Mycosis fungoides (MF), the predominant form of cutaneous T-cell lymphoma (CTCL), poses diagnostic challenges due to its clinical and histological resemblance to benign skin disorders. Delayed diagnosis contributes to therapeutic delays, prompting exploration of advanced diagnostics tools. Next-generation sequencing (NGS) may enhance disease detection by identifying pathogenic variants common to CTCL but absent in benign inflammatory disorders. We aim to discuss novel and common pathogenic variants in CTCL to enhance the utility of NGS as a diagnostic adjunct. This pilot study employed (NGS) to identify pathogenic variants in 10 MF cases. Cases were selected based on PCR-confirmed T-cell receptor clonality, with adequate DNA for NGS. GatorSeq NGS Panel, Illumina NextSeq500, and QIAGEN Clinical Insight QCI software facilitated sequencing, analysis, and variant interpretation.

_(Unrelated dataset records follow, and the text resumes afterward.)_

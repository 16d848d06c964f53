//! WordprocessingML document model
//!
//! Typed nodes for the main document part. Property containers encode
//! their children in schema sequence order; content containers keep the
//! order they were read in. Elements outside the modelled subset are
//! skipped on decode.

pub mod document;
pub mod drawing;
pub mod paragraph;
pub mod properties;
pub mod run;
pub mod section;
pub mod simple_types;
pub mod table;

pub use document::{Block, Body, Document};
pub use drawing::{Anchor, Drawing, DrawingKind, Inline};
pub use paragraph::{
    BookmarkEnd, BookmarkStart, Hyperlink, Paragraph, ParagraphChild, ParagraphProperty,
    ProofError, RunTrackChange, SimpleField,
};
pub use properties::{Border, Shading, Spacing, TableBorders, TableWidth, TrackChange};
pub use run::{Run, RunChild, RunProperty, Text};
pub use section::{HdrFtrKind, HdrFtrReference, SectionProperty};
pub use simple_types::Measure;
pub use table::{
    Cell, CellProperty, CellRevision, Row, RowContent, RowProperty, Table, TableContent,
    TableProperty,
};
/// One typed reference from a part to a target
#[derive(Debug, Clone, PartialEq, Eq)]
pub struct Relationship {
    /// Identifier, unique within its relationships part (`rId1`)
    pub id: String,
    /// Relationship type URI
    pub rel_type: String,
    /// Target path (relative to the source part's directory) or URL
    pub target: String,
    /// Target mode; absent means internal
    pub target_mode: Option<TargetMode>,
}

impl Relationship {
    /// Semantic role of this relationship
    pub fn kind(&self) -> RelType {
        RelType::classify(&self.rel_type)
    }

    /// True for relationships pointing outside the package
    pub fn is_external(&self) -> bool {
        self.target_mode == Some(TargetMode::External)
    }
}

/// The parsed contents of one `.rels` part
///
/// Keeps declaration order for deterministic serialization.
#[derive(Debug, Clone, Default, PartialEq, Eq)]
pub struct Relationships {
    /// Path of the part these relationships belong to (`""` for the package root)
    pub relative_path: String,
    items: Vec<Relationship>,
}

NGS revealed eight novel mutations in genes including HLA-DRB1, AK2, ITPKB, HLA-B, TYRO3, and CHD2. Additionally, previously reported MF-associated mutations such as DNMT3A, STAT5B, and SOCS1 (mouse study only) were detected as well. Detected variants were involved in apoptotic, NF-kB, JAK-STAT, and TCR signaling pathways, providing insights into MF pathogenesis. Mutations in genes like APC, AK2, TYRO3, and ITPKB that regulate tumor proliferation and apoptosis were noted. MF cases were associated with HLA gene mutations. NGS may enhance MF diagnosis, as the detection of pathogenic variants, particularly those known to occur in MF, favors a neoplastic diagnosis over an inflammatory diagnosis. Continuing this work may lead to the discovery of therapeutic targets.

Keywords: Cutaneous T-cell lymphoma; Molecular landscape; Mycosis fungoides; Next-generation sequencing; Pathogenic variants.